The leadership transition was delicate. Anand Athreya, appointed as CEO & MD designate in 2023, brought a different style—more corporate, more process-oriented, but equally ambitious. The old guard worried about losing the startup culture. The new management worried about scaling without systems. The integration wasn't just about merging companies but merging cultures. The results were spectacular. In Q4-FY25 Tejas completed deliveries of 100,000+ sites for the BSNL 4G/5G network which is one of the largest single-vendor RAN networks delivered in record time. Revenue grew from Rs 4,246 million in FY20 to Rs 25,356 million in FY24—a CAGR of 56.3%. The company achieved consolidated revenue for Q4-FY24 of Rs 1,327 crore (YoY 343%), FY24 revenue of Rs 2,471 crore (YoY 168%), Q4-24 Net Profit of Rs 147 crore and FY24 Net Profit of Rs 63 crore.
The Tata brand brought credibility, especially with international customers who'd been hesitant about buying from a standalone Indian company. The group's financial strength meant Tejas could bid for larger, longer-duration contracts without worrying about working capital. The synergies with other Tata companies—TCS for system integration, Tata Power for smart grid projects, Tata Communications for network services—created a multiplier effect.
But integration wasn't friction-free. The entrepreneurial culture that had defined Tejas—quick decisions, informal processes, equity-based compensation—clashed with Tata's more structured approach. Some key engineers left, worried about becoming another cog in the conglomerate machine. The stock price, which had surged post-acquisition announcement, started showing volatility as investors questioned whether Tejas could maintain its innovation edge under corporate ownership.
The real test came with execution. The BSNL 4G/5G project wasn't just large—it was existentially important for both Tejas and India's telecom sovereignty. Every delay, every technical glitch would be scrutinized. Competitors were waiting for Tejas to stumble, ready with "I told you so" narratives about Indian companies being unable to handle complex projects.
VII. The BSNL 4G/5G Mega Project
The BSNL headquarters war room, August 2023. Maps of India cover every wall, dotted with thousands of red and green pins—red for pending installations, green for completed. A team of 50 engineers works round the clock, coordinating what would become one of the most ambitious telecom deployments in history. The target: 100,000 cell sites across India, from the Siachen Glacier to the Andaman Islands, from the Thar Desert to the Northeast's rainforests. The vendor: Tejas Networks, a company that had never done a wireless deployment of this scale.
The numbers were staggering. Tejas successfully completed supply of baseband and radio equipment for over 100,000 cell sites in BSNL's 4G/5G network—one of the largest single-vendor deployments globally, completed in just 18 months. To put this in perspective, typical deployments of this scale take 3-4 years. Ericsson's largest single deployment in India covered 50,000 sites over two years. Nokia's African expansion hit 30,000 sites in 18 months. Tejas doubled these benchmarks.

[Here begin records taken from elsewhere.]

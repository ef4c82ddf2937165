// File: src/page/memory_page.rs

use std::collections::BTreeMap;

use parking_lot::RwLock;

use feedhush_common::error::Error;
use feedhush_common::models::{ElementRef, MutationRecord, NodeId, PageNode, Selector};
use feedhush_common::traits::FeedPage;

#[derive(Debug, Clone)]
struct Element {
    tag: String,
    attributes: BTreeMap<String, String>,
    text: Option<String>,
    style: BTreeMap<String, String>,
    parent: Option<NodeId>,
    children: Vec<NodeId>,
}

/// A page tree held in memory.
///
/// Node ids are never reused; removed subtrees stay allocated but detached, so
/// stale handles resolve to "not attached" instead of to another element.
pub struct MemoryPage {
    nodes: RwLock<Vec<Element>>,
}

impl MemoryPage {
    /// An empty page whose root is a `body` element.
    pub fn new() -> Self {
        Self::from_snapshot(PageNode::new("body"))
    }

    /// Build a page from a snapshot; the snapshot's top node becomes the root.
    pub fn from_snapshot(root: PageNode) -> Self {
        let mut nodes = Vec::new();
        insert_subtree(&mut nodes, root, None);
        Self {
            nodes: RwLock::new(nodes),
        }
    }

    pub fn root(&self) -> NodeId {
        NodeId(0)
    }

    /// Append `subtree` under `parent`, returning the childList record
    /// describing the change.
    pub fn append_child(&self, parent: NodeId, subtree: PageNode) -> Result<MutationRecord, Error> {
        let mut nodes = self.nodes.write();
        if !is_attached(&nodes, parent) {
            return Err(Error::Page(format!("cannot append to detached node {parent}")));
        }
        let child = insert_subtree(&mut nodes, subtree, Some(parent));
        nodes[parent.0].children.push(child);
        Ok(MutationRecord::child_added(parent, child))
    }

    /// Detach `node` (and its subtree) from its parent.
    pub fn remove(&self, node: NodeId) -> Result<MutationRecord, Error> {
        let mut nodes = self.nodes.write();
        let parent = nodes
            .get(node.0)
            .and_then(|element| element.parent)
            .ok_or_else(|| Error::Page(format!("node {node} has no parent")))?;
        nodes[parent.0].children.retain(|child| *child != node);
        nodes[node.0].parent = None;
        Ok(MutationRecord::child_removed(parent, node))
    }

    pub fn style(&self, node: NodeId, property: &str) -> Option<String> {
        self.nodes.read().get(node.0)?.style.get(property).cloned()
    }

    pub fn is_hidden(&self, node: NodeId) -> bool {
        self.style(node, "display").as_deref() == Some("none")
    }

    pub fn is_attached(&self, node: NodeId) -> bool {
        is_attached(&self.nodes.read(), node)
    }

    /// Attached elements that currently carry `display: none`.
    pub fn hidden_elements(&self) -> Vec<NodeId> {
        let nodes = self.nodes.read();
        let mut out = Vec::new();
        walk(&nodes, NodeId(0), &mut |id, element| {
            if element.style.get("display").map(String::as_str) == Some("none") {
                out.push(id);
            }
        });
        out
    }
}

impl Default for MemoryPage {
    fn default() -> Self {
        Self::new()
    }
}

impl FeedPage for MemoryPage {
    fn query_selector_all(&self, selector: &Selector) -> Vec<NodeId> {
        let nodes = self.nodes.read();
        let mut out = Vec::new();
        walk(&nodes, NodeId(0), &mut |id, element| {
            let view = ElementRef {
                tag: &element.tag,
                attributes: &element.attributes,
            };
            if selector.matches(&view) {
                out.push(id);
            }
        });
        out
    }

    fn text_content(&self, node: NodeId) -> Option<String> {
        let nodes = self.nodes.read();
        if !is_attached(&nodes, node) {
            return None;
        }
        let mut text = String::new();
        walk(&nodes, node, &mut |_, element| {
            if let Some(own) = &element.text {
                text.push_str(own);
            }
        });
        Some(text)
    }

    fn attribute(&self, node: NodeId, name: &str) -> Option<String> {
        self.nodes.read().get(node.0)?.attributes.get(name).cloned()
    }

    fn closest(&self, node: NodeId, tag: &str) -> Option<NodeId> {
        let nodes = self.nodes.read();
        let mut current = Some(node);
        while let Some(id) = current {
            let element = nodes.get(id.0)?;
            if element.tag.eq_ignore_ascii_case(tag) {
                return Some(id);
            }
            current = element.parent;
        }
        None
    }

    fn set_style(&self, node: NodeId, property: &str, value: &str) -> Result<(), Error> {
        let mut nodes = self.nodes.write();
        let element = nodes
            .get_mut(node.0)
            .ok_or_else(|| Error::NotFound(format!("node {node}")))?;
        element.style.insert(property.to_string(), value.to_string());
        Ok(())
    }
}

fn insert_subtree(nodes: &mut Vec<Element>, node: PageNode, parent: Option<NodeId>) -> NodeId {
    let id = NodeId(nodes.len());
    nodes.push(Element {
        tag: node.tag.to_ascii_lowercase(),
        attributes: node.attributes,
        text: node.text,
        style: BTreeMap::new(),
        parent,
        children: Vec::with_capacity(node.children.len()),
    });
    for child in node.children {
        let child_id = insert_subtree(nodes, child, Some(id));
        nodes[id.0].children.push(child_id);
    }
    id
}

fn is_attached(nodes: &[Element], node: NodeId) -> bool {
    let mut current = node;
    loop {
        match nodes.get(current.0) {
            None => return false,
            Some(element) => match element.parent {
                Some(parent) => current = parent,
                None => return current == NodeId(0),
            },
        }
    }
}

/// Pre-order walk, which is document order.
fn walk<F>(nodes: &[Element], start: NodeId, visit: &mut F)
where
    F: FnMut(NodeId, &Element),
{
    let Some(element) = nodes.get(start.0) else {
        return;
    };
    visit(start, element);
    for child in &element.children {
        walk(nodes, *child, visit);
    }
}
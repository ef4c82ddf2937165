// File: src/decision/engine.rs

use std::sync::Arc;

use futures_util::FutureExt;
use tracing::{debug, error, info, trace};

use feedhush_ai::{build_prompt, ChatCompletionRequest, ChatMessage};

use crate::cache::{DecisionCache, PendingDecision};
use crate::config::FilterConfig;
use crate::decision::strategy::{DecisionStrategy, TOP_LOGPROBS};

/// Decides whether posts should be hidden, asking the remote model at most
/// once per distinct text while that text stays cached.
pub struct DecisionEngine {
    cache: Arc<DecisionCache>,
    strategy: DecisionStrategy,
}

impl DecisionEngine {
    pub fn new(cache: Arc<DecisionCache>, strategy: DecisionStrategy) -> Self {
        Self { cache, strategy }
    }

    pub fn cache(&self) -> &Arc<DecisionCache> {
        &self.cache
    }

    pub fn strategy(&self) -> DecisionStrategy {
        self.strategy
    }

    /// Resolve the hide decision for `text`.
    ///
    /// A concurrent caller with the same text attaches to the computation
    /// already in flight. Failures resolve to `false`; nothing is retried and
    /// no timeout is applied to the remote call.
    pub async fn decide(&self, config: &Arc<FilterConfig>, text: &str) -> bool {
        self.pending(config, text).await
    }

    /// The shared handle for `text`, created and cached on first sight.
    pub fn pending(&self, config: &Arc<FilterConfig>, text: &str) -> PendingDecision {
        let (pending, cached) = self.cache.get_or_insert_with(text, || {
            let config = Arc::clone(config);
            let strategy = self.strategy;
            let text = text.to_string();
            async move { evaluate(config, strategy, text).await }
                .boxed()
                .shared()
        });
        if cached {
            trace!("Decision cache hit for post ({} chars)", text.len());
        }
        pending
    }
}

async fn evaluate(config: Arc<FilterConfig>, strategy: DecisionStrategy, text: String) -> bool {
    match request_decision(&config, strategy, &text).await {
        Ok(hide) => {
            if hide {
                info!("Hiding post: {}", text);
            }
            hide
        }
        Err(e) => {
            error!("Error deciding post via {}: {:#}", config.client.name(), e);
            false
        }
    }
}

async fn request_decision(
    config: &FilterConfig,
    strategy: DecisionStrategy,
    text: &str,
) -> anyhow::Result<bool> {
    let prompt = build_prompt(&config.prompt_template, &config.prompt_instructions, text);
    debug!("Prompt for post: {}", prompt);

    let mut request = ChatCompletionRequest::new(config.model.clone(), vec![ChatMessage::user(prompt)]);
    if strategy.needs_logprobs() {
        request = request.with_logprobs(TOP_LOGPROBS);
    }

    let completion = config.client.chat_completion(&request).await?;
    let hide = strategy.interpret(&completion, config.hide_threshold)?;
    Ok(hide)
}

The strategic importance for India's telecom sovereignty cannot be overstated. Since the early 2000s, Indian telecom had been dominated by foreign equipment. When the Galwan Valley clash happened in 2020, the vulnerability became acute—Chinese equipment powered significant portions of Indian networks. The government's decision to revive BSNL wasn't just about saving a PSU; it was about creating a credible alternative to foreign dependence.
Technology challenges were immense. India's geography is arguably the world's most challenging for telecom deployment. The equipment had to work at -40°C in Ladakh and +50°C in Rajasthan. Humidity in Kerala could reach 95%. Dust storms in Gujarat could sandblast electronics. Salt air in coastal areas corroded circuits. Tejas engineers didn't just adapt existing designs—they reimagined them. The radio units were hermetically sealed but naturally cooled. The baseband processors could handle power fluctuations from 90V to 440V. The software could self-heal from 80% of common failures.
Competition with global giants intensified during the project. Ericsson, Nokia-Siemens, Huawei (through proxies), Alcatel-Lucent, Ciena, and Adva all lobbied hard, arguing that BSNL was taking unnecessary risks with an untested vendor. International media ran stories questioning whether Tejas could deliver. Some competitors offered equipment at 50% discounts to private operators, trying to prove that Indian alternatives weren't needed.
But Tejas had advantages the giants couldn't match. When BSNL needed custom features for rural deployments, Tejas engineers implemented them in weeks, not months. When sites in Naxal areas needed special security features, Tejas created encrypted, tamper-proof equipment. When the Ministry of Defence wanted specific capabilities for border areas, Tejas complied without asking for extra payments or extended timelines.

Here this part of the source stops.